Password Depot uses cryptographically secure random values to generate strong passwords. Entropy may be derived, among other things, from unpredictable user interactions (e.g. mouse movements) and system sources to properly initialize the random number generator. In addition, the generator checks quality (including dictionary and leak list matching) to prevent weak or already known passwords—in line with current guidelines for screening against compromised values. NIST SP 800–63B–4

Recommendation

Use automatically generated passwords with substantial length (e.g. ≥ 20 characters) or—where usability is critical—long passphrases (e.g. three to four random words). NCSC background

Final data deletion – what really applies today

Password Depot provides methods for securely removing confidential files, including the widely cited DoD 5220.22–M overwriting method (multiple passes). Historically significant—but: for modern media (especially SSDs), the authoritative reference today is NIST SP 800–88 Rev.1. It distinguishes between Clear, Purge (e.g. Cryptographic Erase, ATA Secure Erase) and Destroy and addresses device-specific procedures. NIST SP 800–88 Rev.1

In practice, this means: HDDs can be securely sanitized in many scenarios through documented overwriting (Clear/Purge); for SSDs Sanitize/Secure Erase or Cryptographic Erase are the preferred methods. NIST explicitly lists these options (including TCG/ATA commands). Details in NIST SP 800–88 Rev.1

In plain terms

DoD 5220.22‑M is more of a historical reference; in the US regulatory framework, the NISPOM policy (DoD 5220.22‑M) has since been replaced by 32 CFR Part 117 (NISPOM Rule). Today, NIST 800–88 is the benchmark for data erasure practices. DCSA on the NISPOM Rule, NIST SP 800–88 Rev.1

Secure storage & data sovereignty with Password Depot

Password Depot gives organizations maximum flexibility: With Password Depot Client and Password Depot Enterprise Server let you decide where your data is stored – for example, entirely On‑Premises (no transfer to third countries) or with an EU hosting provider of your choice.

Legal context (EU↔US data flows): In 2020, the CJEU invalidated the Privacy Shield (Schrems II), making additional safeguards necessary for transfers to third countries ever since. In 2023, the European Commission adopted the new EU‑US Data Privacy Framework (DPF), which was upheld by the EU court in 2025 – providing a degree of legal certainty, although legal debate continues. Choosing storage locations with sovereignty in mind (e.g. On‑Prem or EU hosting) reduces dependencies. EuGH C‑311/18, EU‑Durchführungsbeschluss 2023/1795, Confirmation 2025

Final considerations

Security is not a one‑time project, but an ongoing process. Password Depot helps you generate credentials that are strong, store them securely, securely, use them in a controlled manner, and – when necessary – in a controlled manner and – when necessary – permanently to delete. Combined with clear policies (MFA, passphrases, regular review of compromised passwords, NIST-compliant deletion processes), you can achieve a robust, practical level of protection.

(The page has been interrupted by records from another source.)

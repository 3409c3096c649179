//! Error types shared by the subsystems.

use core::fmt;

use embedded_hal::digital::ErrorKind;

use crate::utils::hal::{SensorError, SensorErrorKind};

/// Errors raised while commanding or reading a subsystem's devices.
#[derive(Debug)]
pub enum SubsystemError<E: fmt::Debug> {
    /// A motor rejected a command or a read.
    Actuator(E),
    /// The inertial sensor failed to report.
    Heading(SensorErrorKind),
    /// A limit switch could not be read.
    Input(ErrorKind),
}

impl<E: fmt::Debug> SubsystemError<E> {
    pub(crate) fn input<P: embedded_hal::digital::Error>(error: P) -> Self {
        SubsystemError::Input(error.kind())
    }

    pub(crate) fn heading<S: SensorError>(error: S) -> Self {
        SubsystemError::Heading(error.kind())
    }
}

impl<E: fmt::Debug> fmt::Display for SubsystemError<E> {
    fn fmt(&self, f: &mut fmt::Formatter<'_>) -> fmt::Result {
        match self {
            SubsystemError::Actuator(e) => write!(f, "actuator error: {e:?}"),
            SubsystemError::Heading(kind) => write!(f, "heading sensor error: {kind}"),
            SubsystemError::Input(kind) => write!(f, "limit switch read failed: {kind}"),
        }
    }
}

/// Rejected construction or configuration inputs.
#[derive(Debug)]
pub enum ConfigError {
    /// Subsystem names label telemetry and must not be empty.
    EmptyName,
    /// A geometry or timing value must be finite and strictly positive.
    NotPositive { field: &'static str, value: f64 },
    /// The configuration document could not be parsed.
    Parse(serde_json::Error),
}

impl ConfigError {
    /// Check that `value` is finite and strictly positive.
    pub(crate) fn require_positive(field: &'static str, value: f64) -> Result<(), Self> {
        if value.is_finite() && value > 0.0 {
            Ok(())
        } else {
            Err(ConfigError::NotPositive { field, value })
        }
    }

    pub(crate) fn require_name(name: &str) -> Result<(), Self> {
        if name.trim().is_empty() {
            Err(ConfigError::EmptyName)
        } else {
            Ok(())
        }
    }
}

impl fmt::Display for ConfigError {
    fn fmt(&self, f: &mut fmt::Formatter<'_>) -> fmt::Result {
        match self {
            ConfigError::EmptyName => f.write_str("subsystem name is empty"),
            ConfigError::NotPositive { field, value } => {
                write!(f, "`{field}` must be a positive number, got {value}")
            }
            ConfigError::Parse(e) => write!(f, "invalid configuration: {e}"),
        }
    }
}

impl From<serde_json::Error> for ConfigError {
    fn from(error: serde_json::Error) -> Self {
        ConfigError::Parse(error)
    }
}

/// Failure of one step of a command sequence.
///
/// `step` is the zero-based position of the failing command among every command the
/// [`Sequencer`](crate::utils::sequence::Sequencer) has executed, whichever entry point ran it.
#[derive(Debug)]
pub enum SequenceError<E: fmt::Debug> {
    /// A subsystem returned an error while executing the step.
    Subsystem { step: usize, source: E },
    /// A blocking step did not finish in time. Every subsystem has been stopped.
    MotionTimeout { step: usize },
}

impl<E: fmt::Debug> SequenceError<E> {
    pub fn step(&self) -> usize {
        match *self {
            SequenceError::Subsystem { step, .. } | SequenceError::MotionTimeout { step } => {
                step
            }
        }
    }
}

impl<E: fmt::Debug + fmt::Display> fmt::Display for SequenceError<E> {
    fn fmt(&self, f: &mut fmt::Formatter<'_>) -> fmt::Result {
        match self {
            SequenceError::Subsystem { step, source } => {
                write!(f, "step {step} failed: {source}")
            }
            SequenceError::MotionTimeout { step } => write!(f, "step {step} timed out"),
        }
    }
}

Ready to implement immediately

• Choose a long master passphrase (e.g. ≥ 15 characters or three to four random words).
• Use a password generator; do not reuse passwords; enable MFA.
• Allow “paste” in login fields & use password manager autofill (policy adjustment).
• For deletion, use and document NIST 800-88-compliant procedures for each storage medium (HDD/SSD).
• Define the storage location strategically (on-premises/EU hosting) – minimize data flows.